-This is not a policy, not because its elements are bad things. -They aren't. They are not responsive to what in the Sam Hill -is going on.
It is far more responsive to defeating Bin Laden than present Bush policy. Let's see, I'm Bin Laden and I bomb the World Trade Center. What are my ideal goals? Hmm...have the Americans totally change their way of life and sacrifice civil liberties out of hysteria, tank their economy out of fear of travel and commerce, alienate remaining muslim allies through reckless bombing of civilians, polarize muslim public opinion on the street against US-allied regimes cooperating with the US. Hmm... check, check, check and check. Bin Laden's basically won every conceivable goal of his mass murder and then some.
And Bin Laden doesn't give a shit about the Palestinians or global poverty. They are useful to him in generating the grievances that allows him to recruit to his Islamic fascist ideology, but the last thing he would want is to actually ameliorate those conditions, since then people might look less to heaven for their final reward.
Addressing real injustice in the world is never bad policy. Some try to paint it as equivalent to paying a ransom for hostages, but it is a false analogy. With festering injustice, terrorists actually win when their demands are unmet, since it just calls attention to the injustice of the regimes challenged. Terrorism works because it creates a head I win, tail you lose choice for opponents, but the better head to choose is the one ending injustice, since it makes a new round of terrorism less likely to succeed because of less sympathy in the population.
And I also did stress real criminal policing cooperation.
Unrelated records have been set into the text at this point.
//! AArch64 registers, the instruction catalog and a typed assembler.

use super::AssemblyError;
use super::assembly::Assembly;
use super::codebuf::{CodeBuffer, Label};
use super::template::{Argument, Constraint, OperandField as F, Syntax, Template};
use std::sync::OnceLock;

/// AArch64 general-purpose registers.
#[derive(Debug, Clone, Copy, PartialEq, Eq, Hash, PartialOrd, Ord)]
#[repr(u8)]
pub enum Reg {
    X0 = 0, X1 = 1, X2 = 2, X3 = 3,
    X4 = 4, X5 = 5, X6 = 6, X7 = 7,
    X8 = 8, X9 = 9, X10 = 10, X11 = 11,
    X12 = 12, X13 = 13, X14 = 14, X15 = 15,
    X16 = 16, X17 = 17, X18 = 18, X19 = 19,
    X20 = 20, X21 = 21, X22 = 22, X23 = 23,
    X24 = 24, X25 = 25, X26 = 26, X27 = 27,
    X28 = 28,
    Fp = 29,  // Frame pointer
    Lr = 30,  // Link register
    Sp = 31,  // Stack pointer / Zero register (XZR in some contexts)
}

impl Reg {
    /// Alias for SP when used as zero register
    pub const XZR: Reg = Reg::Sp;

    const ALL: [Reg; 32] = [
        Reg::X0, Reg::X1, Reg::X2, Reg::X3, Reg::X4, Reg::X5, Reg::X6, Reg::X7,
        Reg::X8, Reg::X9, Reg::X10, Reg::X11, Reg::X12, Reg::X13, Reg::X14, Reg::X15,
        Reg::X16, Reg::X17, Reg::X18, Reg::X19, Reg::X20, Reg::X21, Reg::X22, Reg::X23,
        Reg::X24, Reg::X25, Reg::X26, Reg::X27, Reg::X28, Reg::Fp, Reg::Lr, Reg::Sp,
    ];

    pub fn code(self) -> u8 {
        self as u8
    }

    pub fn from_code(code: u8) -> Option<Reg> {
        Self::ALL.get(code as usize).copied()
    }
}

/// AArch64 condition codes.
#[derive(Debug, Clone, Copy, PartialEq, Eq, Hash)]
#[repr(u8)]
pub enum Cond {
    Eq = 0b0000,  // Equal
    Ne = 0b0001,  // Not equal
    Cs = 0b0010,  // Carry set / unsigned higher or same
    Cc = 0b0011,  // Carry clear / unsigned lower
    Mi = 0b0100,  // Minus / negative
    Pl = 0b0101,  // Plus / positive or zero
    Vs = 0b0110,  // Overflow set
    Vc = 0b0111,  // Overflow clear
    Hi = 0b1000,  // Unsigned higher
    Ls = 0b1001,  // Unsigned lower or same
    Ge = 0b1010,  // Signed greater than or equal
    Lt = 0b1011,  // Signed less than
    Gt = 0b1100,  // Signed greater than
    Le = 0b1101,  // Signed less than or equal
    Al = 0b1110,  // Always
}

impl Cond {
    const ALL: [Cond; 15] = [
        Cond::Eq, Cond::Ne, Cond::Cs, Cond::Cc, Cond::Mi, Cond::Pl, Cond::Vs, Cond::Vc,
        Cond::Hi, Cond::Ls, Cond::Ge, Cond::Lt, Cond::Gt, Cond::Le, Cond::Al,
    ];

    /// Decode a condition field; `nv` (0b1111) has no meaning here.
    pub fn from_code(code: u8) -> Option<Cond> {
        Self::ALL.get(code as usize).copied()
    }

    pub fn name(self) -> &'static str {
        match self {
            Cond::Eq => "eq", Cond::Ne => "ne", Cond::Cs => "cs", Cond::Cc => "cc",
            Cond::Mi => "mi", Cond::Pl => "pl", Cond::Vs => "vs", Cond::Vc => "vc",
            Cond::Hi => "hi", Cond::Ls => "ls", Cond::Ge => "ge", Cond::Lt => "lt",
            Cond::Gt => "gt", Cond::Le => "le", Cond::Al => "al",
        }
    }

    pub fn negate(self) -> Cond {
        if self == Cond::Al {
            return Cond::Al;
        }
        Self::ALL[(self as usize) ^ 1]
    }
}

pub const NOP: u32 = 0xD503201F;

/// Every instruction form in the catalog. The discriminant is the template
/// serial.
#[derive(Debug, Clone, Copy, PartialEq, Eq, Hash)]
pub enum Insn {
    AddReg, SubReg, SubsReg, AndReg, OrrReg, EorReg,
    Mov, Neg, Cmp,
    Madd, Msub, Mul, Sdiv, Sbfm, Sxtw,
    AddImm, SubImm, SubsImm, CmpImm,
    Movz, MovImm, Movn,
    LdrImm, StrImm, LdrPost, StrPre,
    LdrLiteral, LdrswLiteral,
    StpPre, LdpPost,
    B, Bl, BCond, Cbz, Cbnz,
    Ret, RetReg, Br, Blr, Nop,
    FmovDX, FmovXD, Fadd, Fsub, Fmul, Fdiv, Fcmp,
}

impl Insn {
    pub const ALL: [Insn; 47] = [
        Insn::AddReg, Insn::SubReg, Insn::SubsReg, Insn::AndReg, Insn::OrrReg, Insn::EorReg,
        Insn::Mov, Insn::Neg, Insn::Cmp,
        Insn::Madd, Insn::Msub, Insn::Mul, Insn::Sdiv, Insn::Sbfm, Insn::Sxtw,
        Insn::AddImm, Insn::SubImm, Insn::SubsImm, Insn::CmpImm,
        Insn::Movz, Insn::MovImm, Insn::Movn,
        Insn::LdrImm, Insn::StrImm, Insn::LdrPost, Insn::StrPre,
        Insn::LdrLiteral, Insn::LdrswLiteral,
        Insn::StpPre, Insn::LdpPost,
        Insn::B, Insn::Bl, Insn::BCond, Insn::Cbz, Insn::Cbnz,
        Insn::Ret, Insn::RetReg, Insn::Br, Insn::Blr, Insn::Nop,
        Insn::FmovDX, Insn::FmovXD, Insn::Fadd, Insn::Fsub, Insn::Fmul, Insn::Fdiv, Insn::Fcmp,
    ];

    pub fn template(self) -> &'static Template {
        Assembly::aarch64().template(self as usize)
    }

    fn describe(self) -> Template {
        let rd = F::gpr("rd", 0);
        let rn = F::gpr("rn", 5);
        let rm = F::gpr("rm", 16);
        let rd_sp = F::gpr_sp("rd", 0);
        let rn_sp = F::gpr_sp("rn", 5);
        let imm12 = F::unsigned("imm12", 10, 12, 1);
        let imm16 = F::unsigned("imm16", 5, 16, 1);
        let hw = F::unsigned("shift", 21, 2, 16);
        let simm9 = F::signed("simm9", 12, 9, 1);
        let pimm12 = F::unsigned("pimm12", 10, 12, 8);
        let simm7 = F::signed("simm7", 15, 7, 8);
        let rt2 = F::gpr("rt2", 10);
        let rel19 = F::pc_relative("label", 5, 19);
        let rel26 = F::pc_relative("label", 0, 26);
        let (dd, dn, dm) = (F::fpr("dd", 0), F::fpr("dn", 5), F::fpr("dm", 16));
        let pair_writeback = |t: Template| {
            t.constrain(Constraint::Writeback { base: 2, transfer: 0 })
                .constrain(Constraint::Writeback { base: 2, transfer: 1 })
                .with_syntax(Syntax::PreIndex)
        };

        match self {
            Insn::AddReg => Template::new("add", 0x8B000000, vec![rd, rn, rm]),
            Insn::SubReg => Template::new("sub", 0xCB000000, vec![rd, rn, rm]),
            Insn::SubsReg => Template::new("subs", 0xEB000000, vec![rd, rn, rm]),
            Insn::AndReg => Template::new("and", 0x8A000000, vec![rd, rn, rm]),
            Insn::OrrReg => Template::new("orr", 0xAA000000, vec![rd, rn, rm]),
            Insn::EorReg => Template::new("eor", 0xCA000000, vec![rd, rn, rm]),
            Insn::Mov => Template::new("mov", 0xAA0003E0, vec![rd, rm]).synthetic(),
            Insn::Neg => Template::new("neg", 0xCB0003E0, vec![rd, rm]).synthetic(),
            Insn::Cmp => Template::new("cmp", 0xEB00001F, vec![rn, rm]).synthetic(),
            Insn::Madd => Template::new("madd", 0x9B000000, vec![rd, rn, rm, F::gpr("ra", 10)]),
            Insn::Msub => Template::new("msub", 0x9B008000, vec![rd, rn, rm, F::gpr("ra", 10)]),
            Insn::Mul => Template::new("mul", 0x9B007C00, vec![rd, rn, rm]).synthetic(),
            Insn::Sdiv => Template::new("sdiv", 0x9AC00C00, vec![rd, rn, rm]),
            Insn::Sbfm => Template::new(
                "sbfm",
                0x93400000,
                vec![rd, rn, F::unsigned("immr", 16, 6, 1), F::unsigned("imms", 10, 6, 1)],
            ),
            Insn::Sxtw => Template::new("sxtw", 0x93407C00, vec![rd, rn]).synthetic(),
            Insn::AddImm => Template::new("add", 0x91000000, vec![rd_sp, rn_sp, imm12]),
            Insn::SubImm => Template::new("sub", 0xD1000000, vec![rd_sp, rn_sp, imm12]),
            Insn::SubsImm => Template::new("subs", 0xF1000000, vec![rd, rn_sp, imm12]),
            Insn::CmpImm => Template::new("cmp", 0xF100001F, vec![rn_sp, imm12]).synthetic(),
            Insn::Movz => Template::new("movz", 0xD2800000, vec![rd, imm16, hw]),
            Insn::MovImm => Template::new("mov", 0xD2800000, vec![rd, imm16]).synthetic(),
            Insn::Movn => Template::new("movn", 0x92800000, vec![rd, imm16, hw]),
            Insn::LdrImm => Template::new("ldr", 0xF9400000, vec![F::gpr("rt", 0), rn_sp, pimm12])
                .with_syntax(Syntax::Offset),
            Insn::StrImm => Template::new("str", 0xF9000000, vec![F::gpr("rt", 0), rn_sp, pimm12])
                .with_syntax(Syntax::Offset),
            Insn::LdrPost => Template::new("ldr", 0xF8400400, vec![F::gpr("rt", 0), rn_sp, simm9])
                .constrain(Constraint::Writeback { base: 1, transfer: 0 })
                .with_syntax(Syntax::PostIndex),
            Insn::StrPre => Template::new("str", 0xF8000C00, vec![F::gpr("rt", 0), rn_sp, simm9])
                .constrain(Constraint::Writeback { base: 1, transfer: 0 })
                .with_syntax(Syntax::PreIndex),
            Insn::LdrLiteral => Template::new("ldr", 0x58000000, vec![F::gpr("rt", 0), rel19]),
            Insn::LdrswLiteral => Template::new("ldrsw", 0x98000000, vec![F::gpr("rt", 0), rel19]),
            Insn::StpPre => pair_writeback(Template::new(
                "stp",
                0xA9800000,
                vec![F::gpr("rt1", 0), rt2, rn_sp, simm7],
            )),
            Insn::LdpPost => pair_writeback(Template::new(
                "ldp",
                0xA8C00000,
                vec![F::gpr("rt1", 0), rt2, rn_sp, simm7],
            ))
            .constrain(Constraint::Distinct { a: 0, b: 1 })
            .with_syntax(Syntax::PostIndex),
            Insn::B => Template::new("b", 0x14000000, vec![rel26]),
            Insn::Bl => Template::new("bl", 0x94000000, vec![rel26]),
            Insn::BCond => Template::new("b", 0x54000000, vec![F::condition("cond", 0), rel19])
                .with_syntax(Syntax::ConditionSuffix),
            Insn::Cbz => Template::new("cbz", 0xB4000000, vec![F::gpr("rt", 0), rel19]),
            Insn::Cbnz => Template::new("cbnz", 0xB5000000, vec![F::gpr("rt", 0), rel19]),
            Insn::Ret => Template::new("ret", 0xD65F03C0, vec![]).synthetic(),
            Insn::RetReg => Template::new("ret", 0xD65F0000, vec![rn]),
            Insn::Br => Template::new("br", 0xD61F0000, vec![rn]),
            Insn::Blr => Template::new("blr", 0xD63F0000, vec![rn]),
            Insn::Nop => Template::new("nop", NOP, vec![]),
            Insn::FmovDX => Template::new("fmov", 0x9E670000, vec![dd, rn]),
            Insn::FmovXD => Template::new("fmov", 0x9E660000, vec![rd, dn]),
            Insn::Fadd => Template::new("fadd", 0x1E602800, vec![dd, dn, dm]),
            Insn::Fsub => Template::new("fsub", 0x1E603800, vec![dd, dn, dm]),
            Insn::Fmul => Template::new("fmul", 0x1E600800, vec![dd, dn, dm]),
            Insn::Fdiv => Template::new("fdiv", 0x1E601800, vec![dd, dn, dm]),
            Insn::Fcmp => Template::new("fcmp", 0x1E602000, vec![dn, dm]),
        }
    }
}

impl Assembly {
    /// The shared AArch64 catalog, built on first use.
    pub fn aarch64() -> &'static Assembly {
        static CATALOG: OnceLock<Assembly> = OnceLock::new();
        CATALOG.get_or_init(|| {
            let templates = Insn::ALL.iter().map(|insn| insn.describe()).collect();
            match Assembly::new(templates) {
                Ok(assembly) => assembly,
                Err(e) => panic!("AArch64 template catalog is inconsistent: {e}"),
            }
        })
    }
}

/// AArch64 assembler.
///
/// Every instruction goes through its template, so encodings and the
/// disassembler can never disagree.
pub struct AArch64Assembler<'a> {
    buf: &'a mut CodeBuffer,
    assembly: &'static Assembly,
}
We used far too many chits pursuing a war policy that I fear forfeited using those same chits for demanding stronger cooperation in cracking down on Bin Laden's global network. As muslim opinion turns against us, that just creates vaster spaces underground where the Al Quaeda network can disappear into sympathetic safety without fear of being betrayed to the authorities.
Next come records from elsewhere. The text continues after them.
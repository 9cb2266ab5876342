//! Layout of a target bundle.
//!
//! A bundle is one contiguous allocation holding, in order, the scalar
//! literal bytes, the reference literal slots and the code. Every region
//! starts at a multiple of the bundle alignment; lengths are kept exactly.

use super::target_method::TargetMethod;
use std::fmt;

#[derive(Debug, Clone, Copy, PartialEq, Eq, Hash)]
pub enum ArrayField {
    ScalarLiterals,
    ReferenceLiterals,
    Code,
}

impl ArrayField {
    pub const ALL: [ArrayField; 3] = [ArrayField::ScalarLiterals, ArrayField::ReferenceLiterals, ArrayField::Code];

    pub fn name(self) -> &'static str {
        match self {
            ArrayField::ScalarLiterals => "scalar literals",
            ArrayField::ReferenceLiterals => "reference literals",
            ArrayField::Code => "code",
        }
    }
}

#[derive(Debug, Clone, Copy, PartialEq, Eq)]
struct Cell {
    offset: usize,
    length: usize,
}

#[derive(Debug, Clone, Copy, PartialEq, Eq)]
pub struct TargetBundleLayout {
    cells: [Cell; 3],
    alignment: usize,
}

impl TargetBundleLayout {
    pub fn new(scalar_bytes: usize, reference_bytes: usize, code_bytes: usize, alignment: usize) -> Self {
        let mut cells = [Cell { offset: 0, length: 0 }; 3];
        let mut offset = 0;
        for (cell, length) in cells.iter_mut().zip([scalar_bytes, reference_bytes, code_bytes]) {
            *cell = Cell { offset, length };
            offset = (offset + length).next_multiple_of(alignment);
        }
        Self { cells, alignment }
    }

    /// The layout implied by a finished target method.
    pub fn from_target_method(method: &TargetMethod, reference_size: usize, alignment: usize) -> Self {
        Self::new(
            method.scalar_literals().len(),
            method.reference_literals().len() * reference_size,
            method.code().len(),
            alignment,
        )
    }

    fn cell(&self, field: ArrayField) -> Cell {
        self.cells[field as usize]
    }

    /// Offset of `field` from the bundle start.
    pub fn first_element_offset(&self, field: ArrayField) -> usize {
        self.cell(field).offset
    }

    pub fn length(&self, field: ArrayField) -> usize {
        self.cell(field).length
    }

    pub fn end(&self, field: ArrayField) -> usize {
        let cell = self.cell(field);
        cell.offset + cell.length
    }

    pub fn alignment(&self) -> usize {
        self.alignment
    }

    /// Total bytes to allocate for the bundle.
    pub fn bundle_size(&self) -> usize {
        self.end(ArrayField::Code).next_multiple_of(self.alignment)
    }
}

impl fmt::Display for TargetBundleLayout {
    fn fmt(&self, f: &mut fmt::Formatter<'_>) -> fmt::Result {
        for field in ArrayField::ALL {
            writeln!(
                f,
                "{:<20} [{:#06x}, {:#06x})",
                field.name(),
                self.first_element_offset(field),
                self.end(field)
            )?;
        }
        write!(f, "{:<20} {}", "bundle size", self.bundle_size())
    }
}

#[cfg(test)]
mod tests {
    use super::*;

    #[test]
    fn test_regions_are_aligned() {
        let layout = TargetBundleLayout::new(12, 16, 40, 8);
        assert_eq!(layout.first_element_offset(ArrayField::ScalarLiterals), 0);
        assert_eq!(layout.first_element_offset(ArrayField::ReferenceLiterals), 16);
        assert_eq!(layout.first_element_offset(ArrayField::Code), 32);
        assert_eq!(layout.length(ArrayField::ScalarLiterals), 12);
        assert_eq!(layout.bundle_size(), 72);
    }

    #[test]
    fn test_empty_literal_areas() {
        let layout = TargetBundleLayout::new(0, 0, 20, 8);
        assert_eq!(layout.first_element_offset(ArrayField::Code), 0);
        assert_eq!(layout.bundle_size(), 24);
    }
}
Terrorists survive as long as they are useful to the desperate. When their usefulness ends to the amelioriation of dispair, the dispossessed turn on their former "benefactors" quite readily, since they know the terrorists who once served them can become agents of renewed chaos that threaten any newfound stability or prosperity.
I've always thought THE BOXER about the turn towards peace in Northern Ireland highlighted that interesting transition point where people turn against the terrorists who they formally protected. But the precondition for that transition is addressing the broad concerns of the population.